ITNEA or Information and TMT Non-Executives' Association was founded in 1999 by David Tebbs and is the United Kingdom association for non-executive Directors (NEDs) and non-executive Chairmen of listed IT, telecommunications and related media companies. They are sometimes referred to as telecommunication, media and technology (TMT), or information and  computing technology (ICT) companies .

ITNEA background
ITNEA has over 500 members, holding over 1000 directorships between them. These directorships range from private start-ups to FTSE 100 companies, in all sectors, both UK and international. The common thread is that to qualify for membership, they must hold a non-executive directorship or Chairmanship of a quoted technology company (or an executive directorship of such where the person has or wants a non-executive role as well). ITNEA was founded by David Tebbs in 1998.

Objectives 
Act as a networking forum for non-executive directors and chairmen, giving them the opportunity to meet and discuss the particular issues faced in these roles with others in similar positions.

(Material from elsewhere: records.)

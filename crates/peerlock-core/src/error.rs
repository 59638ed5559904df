//! Error types for the peerlock engine.
//!
//! One enum for everything that reaches the caller. Lower layers keep their
//! own error types (`CryptoError`, `ProtocolError`, `StorageError`) and are
//! mapped here at the engine boundary.

use peerlock_crypto::CryptoError;
use peerlock_proto::ProtocolError;
use thiserror::Error;

use crate::storage::StorageError;

/// Why a key exchange with the key server or a peer bundle failed.
#[derive(Error, Debug, Clone, PartialEq, Eq)]
pub enum ProvisioningError {
    /// Transport to the key server failed
    #[error("key server unreachable: {0}")]
    ServerUnreachable(String),

    /// Key server answered with an error payload
    #[error("key server rejected request (code {code}): {message}")]
    ServerRejected {
        /// Error code from the server
        code: u16,
        /// Server-provided description
        message: String,
    },

    /// Signed prekey signature on a fetched bundle did not verify
    #[error("invalid signed prekey signature for {device_id}")]
    InvalidSignature {
        /// Peer device whose bundle was rejected
        device_id: String,
    },

    /// Peer device has no bundle on the key server
    #[error("{device_id} is not registered on the key server")]
    PeerNotRegistered {
        /// Peer device id
        device_id: String,
    },

    /// Bundle came without a one-time prekey while one is required
    #[error("no one-time prekey left for {device_id}")]
    PrekeyExhausted {
        /// Peer device id
        device_id: String,
    },

    /// Key server response could not be understood
    #[error("malformed key server response: {0}")]
    MalformedResponse(String),

    /// No session able to send to the peer could be set up
    #[error("no usable session with {device_id}: {reason}")]
    SessionUnavailable {
        /// Peer device id
        device_id: String,
        /// What went wrong
        reason: String,
    },
}

/// Errors surfaced by engine operations.
#[derive(Error, Debug, Clone, PartialEq, Eq)]
pub enum EngineError {
    /// Identity or session bootstrap failed
    #[error("provisioning failed: {0}")]
    Provisioning(#[from] ProvisioningError),

    /// Request contradicts existing state
    #[error("conflict: {reason}")]
    Conflict {
        /// What conflicted
        reason: String,
    },

    /// Message could not be authenticated or was already consumed
    #[error("decryption failed: {reason}")]
    Decryption {
        /// Why decryption failed
        reason: String,
    },

    /// Message lies beyond the skip window
    #[error("message out of order: {skip} skipped, at most {max} allowed")]
    OutOfOrder {
        /// Messages that would need skipping
        skip: u32,
        /// Window size
        max: u32,
    },

    /// Durable state could not be read or written
    #[error("storage error: {0}")]
    Storage(#[from] StorageError),

    /// No local user with this device id
    #[error("local user not found: {device_id}")]
    UserNotFound {
        /// Device id that was requested
        device_id: String,
    },

    /// Key maintenance failed for some local users
    #[error("update failed for {}: {reason}", failed.join(", "))]
    Maintenance {
        /// Device ids whose maintenance failed
        failed: Vec<String>,
        /// First failure encountered
        reason: String,
    },

    /// Caller-supplied arguments are unusable
    #[error("invalid input: {reason}")]
    InvalidInput {
        /// What was wrong
        reason: String,
    },
}

impl EngineError {
    /// Returns true if retrying the same call may succeed.
    ///
    /// Only transport failures qualify. Everything else reflects state that a
    /// retry would meet again.
    pub fn is_transient(&self) -> bool {
        matches!(self, Self::Provisioning(ProvisioningError::ServerUnreachable(_)))
    }

    /// Text delivered alongside `CallbackOutcome::Fail`.
    #[must_use]
    pub fn outcome_message(&self) -> String {
        self.to_string()
    }

    /// Shorthand for `InvalidInput`.
    pub fn invalid_input(reason: impl Into<String>) -> Self {
        Self::InvalidInput { reason: reason.into() }
    }
}

/// Crypto errors reaching the caller come from the receive path.
///
/// The send and bootstrap paths map their failures explicitly before they get
/// here.
impl From<CryptoError> for EngineError {
    fn from(err: CryptoError) -> Self {
        match err {
            CryptoError::TooManySkipped { skip, max } => Self::OutOfOrder { skip, max },
            other => Self::Decryption { reason: other.to_string() },
        }
    }
}

/// Malformed inbound ratchet messages are decryption failures.
impl From<ProtocolError> for EngineError {
    fn from(err: ProtocolError) -> Self {
        Self::Decryption { reason: err.to_string() }
    }
}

Draw to members' attention important lobbying opportunities, where issues that will affect them or their companies are under review.

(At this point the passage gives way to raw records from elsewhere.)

#![allow(clippy::disallowed_types, reason = "Synchronous in-memory operations only")]

use std::{
    collections::{BTreeMap, HashMap},
    sync::{Arc, Mutex},
};

use super::{Storage, StorageError, WriteBatch, WriteOp};
use crate::records::{
    LocalUserRecord, OneTimePreKeyRecord, PeerDeviceRecord, SessionSet, SignedPreKeyRecord,
};

/// Engine store held in process memory.
///
/// Everything a local user owns lives in one `UserState`, so deleting a user
/// drops all of it at once. Clones share the same state. A poisoned mutex
/// panics.
#[derive(Clone)]
pub struct MemoryStorage {
    inner: Arc<Mutex<HashMap<String, UserState>>>,
}

#[derive(Clone)]
struct UserState {
    record: LocalUserRecord,
    signed_prekeys: BTreeMap<u32, SignedPreKeyRecord>,
    one_time_prekeys: BTreeMap<u32, OneTimePreKeyRecord>,
    peers: HashMap<String, PeerDeviceRecord>,
    sessions: HashMap<String, SessionSet>,
}

impl UserState {
    fn new(record: LocalUserRecord) -> Self {
        Self {
            record,
            signed_prekeys: BTreeMap::new(),
            one_time_prekeys: BTreeMap::new(),
            peers: HashMap::new(),
            sessions: HashMap::new(),
        }
    }
}

impl MemoryStorage {
    /// Create a new empty `MemoryStorage`
    pub fn new() -> Self {
        Self { inner: Arc::new(Mutex::new(HashMap::new())) }
    }

    /// Number of stored session sets across all local users.
    ///
    /// # Panics
    ///
    /// Panics if the internal mutex is poisoned.
    #[allow(clippy::expect_used)]
    pub fn session_count(&self) -> usize {
        let inner = self.inner.lock().expect("Mutex poisoned");
        inner.values().map(|user| user.sessions.len()).sum()
    }

    #[allow(clippy::expect_used)]
    fn with_user<T>(&self, owner: &str, f: impl FnOnce(&UserState) -> T) -> Option<T> {
        let inner = self.inner.lock().expect("Mutex poisoned");
        inner.get(owner).map(f)
    }
}

impl Default for MemoryStorage {
    fn default() -> Self {
        Self::new()
    }
}

/// Apply one write to the staged copy of the users it touches.
fn apply(
    staged: &mut HashMap<String, Option<UserState>>,
    op: &WriteOp,
) -> Result<(), StorageError> {
    let owner = op.owner().to_string();
    let slot = staged.get_mut(&owner).ok_or_else(|| StorageError::Io("unstaged owner".into()))?;

    match op {
        WriteOp::InsertUser(record) => {
            if slot.is_some() {
                return Err(StorageError::Conflict { device_id: owner });
            }
            *slot = Some(UserState::new(record.clone()));
            return Ok(());
        },
        WriteOp::DeleteUser(_) => {
            *slot = None;
            return Ok(());
        },
        _ => {},
    }

    let user = slot.as_mut().ok_or(StorageError::NotFound { device_id: owner })?;
    match op {
        WriteOp::PutUser(record) => user.record = record.clone(),
        WriteOp::PutSignedPreKey { record, .. } => {
            user.signed_prekeys.insert(record.id, record.clone());
        },
        WriteOp::DeleteSignedPreKey { id, .. } => {
            user.signed_prekeys.remove(id);
        },
        WriteOp::PutOneTimePreKey { record, .. } => {
            user.one_time_prekeys.insert(record.id, record.clone());
        },
        WriteOp::DeleteOneTimePreKey { id, .. } => {
            user.one_time_prekeys.remove(id);
        },
        WriteOp::PutPeer { record, .. } => {
            user.peers.insert(record.device_id.clone(), record.clone());
        },
        WriteOp::DeletePeer { peer, .. } => {
            user.peers.remove(peer);
            user.sessions.remove(peer);
        },
        WriteOp::PutSessions { peer, sessions, .. } => {
            if sessions.is_empty() {
                user.sessions.remove(peer);
            } else {
                user.sessions.insert(peer.clone(), sessions.clone());
            }
        },
        WriteOp::InsertUser(_) | WriteOp::DeleteUser(_) => {},
    }
    Ok(())
}

impl Storage for MemoryStorage {
    fn load_user(&self, device_id: &str) -> Result<Option<LocalUserRecord>, StorageError> {
        Ok(self.with_user(device_id, |user| user.record.clone()))
    }

    #[allow(clippy::expect_used)]
    fn list_users(&self) -> Result<Vec<String>, StorageError> {
        let inner = self.inner.lock().expect("Mutex poisoned");
        Ok(inner.keys().cloned().collect())
    }

    fn load_signed_prekeys(&self, owner: &str) -> Result<Vec<SignedPreKeyRecord>, StorageError> {
        Ok(self
            .with_user(owner, |user| user.signed_prekeys.values().cloned().collect())
            .unwrap_or_default())
    }

    fn load_one_time_prekeys(
        &self,
        owner: &str,
    ) -> Result<Vec<OneTimePreKeyRecord>, StorageError> {
        Ok(self
            .with_user(owner, |user| user.one_time_prekeys.values().cloned().collect())
            .unwrap_or_default())
    }

    fn load_one_time_prekey(
        &self,
        owner: &str,
        id: u32,
    ) -> Result<Option<OneTimePreKeyRecord>, StorageError> {
        Ok(self.with_user(owner, |user| user.one_time_prekeys.get(&id).cloned()).flatten())
    }

    fn load_peer(&self, owner: &str, peer: &str) -> Result<Option<PeerDeviceRecord>, StorageError> {
        Ok(self.with_user(owner, |user| user.peers.get(peer).cloned()).flatten())
    }

    fn load_sessions(&self, owner: &str, peer: &str) -> Result<Option<SessionSet>, StorageError> {
        Ok(self.with_user(owner, |user| user.sessions.get(peer).cloned()).flatten())
    }

    fn list_session_peers(&self, owner: &str) -> Result<Vec<String>, StorageError> {
        Ok(self
            .with_user(owner, |user| user.sessions.keys().cloned().collect())
            .unwrap_or_default())
    }

    #[allow(clippy::expect_used)]
    fn commit(&self, batch: &WriteBatch) -> Result<(), StorageError> {
        let mut inner = self.inner.lock().expect("Mutex poisoned");

        // Stage copies of every touched user; apply to the copies, then swap
        // them in only if every write succeeded.
        let mut staged: HashMap<String, Option<UserState>> = HashMap::new();
        for op in batch.ops() {
            let owner = op.owner();
            if !staged.contains_key(owner) {
                staged.insert(owner.to_string(), inner.get(owner).cloned());
            }
        }

        for op in batch.ops() {
            apply(&mut staged, op)?;
        }

        for (owner, state) in staged {
            match state {
                Some(state) => {
                    inner.insert(owner, state);
                },
                None => {
                    inner.remove(&owner);
                },
            }
        }
        Ok(())
    }
}

#[cfg(test)]
mod tests {
    use peerlock_proto::CurveId;

    use super::*;
    use crate::types::PeerDeviceStatus;

    fn user(device_id: &str) -> LocalUserRecord {
        LocalUserRecord {
            device_id: device_id.to_string(),
            server_url: "https://keys.example".into(),
            curve: CurveId::C25519,
            identity_seed: [1; 32],
            identity_public: [2; 32],
            initial_opk_count: 10,
            created_at: 0,
        }
    }

    fn peer(device_id: &str) -> PeerDeviceRecord {
        PeerDeviceRecord {
            device_id: device_id.to_string(),
            identity_key: [3; 32],
            status: PeerDeviceStatus::Untrusted,
            updated_at: 0,
        }
    }

    #[test]
    fn insert_then_load() {
        let storage = MemoryStorage::new();
        let mut batch = WriteBatch::new();
        batch.push(WriteOp::InsertUser(user("alice"))).put_peer("alice", peer("bob"));
        storage.commit(&batch).unwrap();

        assert_eq!(storage.load_user("alice").unwrap(), Some(user("alice")));
        assert_eq!(storage.load_peer("alice", "bob").unwrap(), Some(peer("bob")));
        assert_eq!(storage.list_users().unwrap(), vec!["alice".to_string()]);
    }

    #[test]
    fn insert_existing_user_conflicts() {
        let storage = MemoryStorage::new();
        let mut batch = WriteBatch::new();
        batch.push(WriteOp::InsertUser(user("alice")));
        storage.commit(&batch).unwrap();

        let result = storage.commit(&batch);
        assert_eq!(result, Err(StorageError::Conflict { device_id: "alice".into() }));
    }

    #[test]
    fn write_for_missing_user_is_rejected_atomically() {
        let storage = MemoryStorage::new();
        let mut setup = WriteBatch::new();
        setup.push(WriteOp::InsertUser(user("alice")));
        storage.commit(&setup).unwrap();

        let mut batch = WriteBatch::new();
        batch.put_peer("alice", peer("bob")).put_peer("ghost", peer("bob"));
        let result = storage.commit(&batch);

        assert_eq!(result, Err(StorageError::NotFound { device_id: "ghost".into() }));
        assert_eq!(storage.load_peer("alice", "bob").unwrap(), None);
    }

    #[test]
    fn delete_user_cascades() {
        let storage = MemoryStorage::new();
        let mut batch = WriteBatch::new();
        batch
            .push(WriteOp::InsertUser(user("alice")))
            .put_peer("alice", peer("bob"))
            .push(WriteOp::DeleteUser("alice".into()));
        storage.commit(&batch).unwrap();

        assert_eq!(storage.load_user("alice").unwrap(), None);
        assert_eq!(storage.load_peer("alice", "bob").unwrap(), None);
        assert!(storage.list_users().unwrap().is_empty());
    }
}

Provide members with information on non executive director and chairman appointments through an advertising service open to companies and their advisors and agents. Advertising service open to companies and their advisors and agents.

Activity
The members meet several times per year often with a guest speaker covering a topic of importance to members. Meetings are structured to facilitate member networking.  Past speakers have included: the e-Envoy, The Director General of the CBI, a remuneration and share option consultant, fund managers, the Director General of the IoD, financial analysts, a Chairman of an FTSE 100 company, venture capitalists, a leading M&A advisor, legal specialists and others.  Members are occasionally invited to attend functions with a wider audience, arranged by our sponsors or others.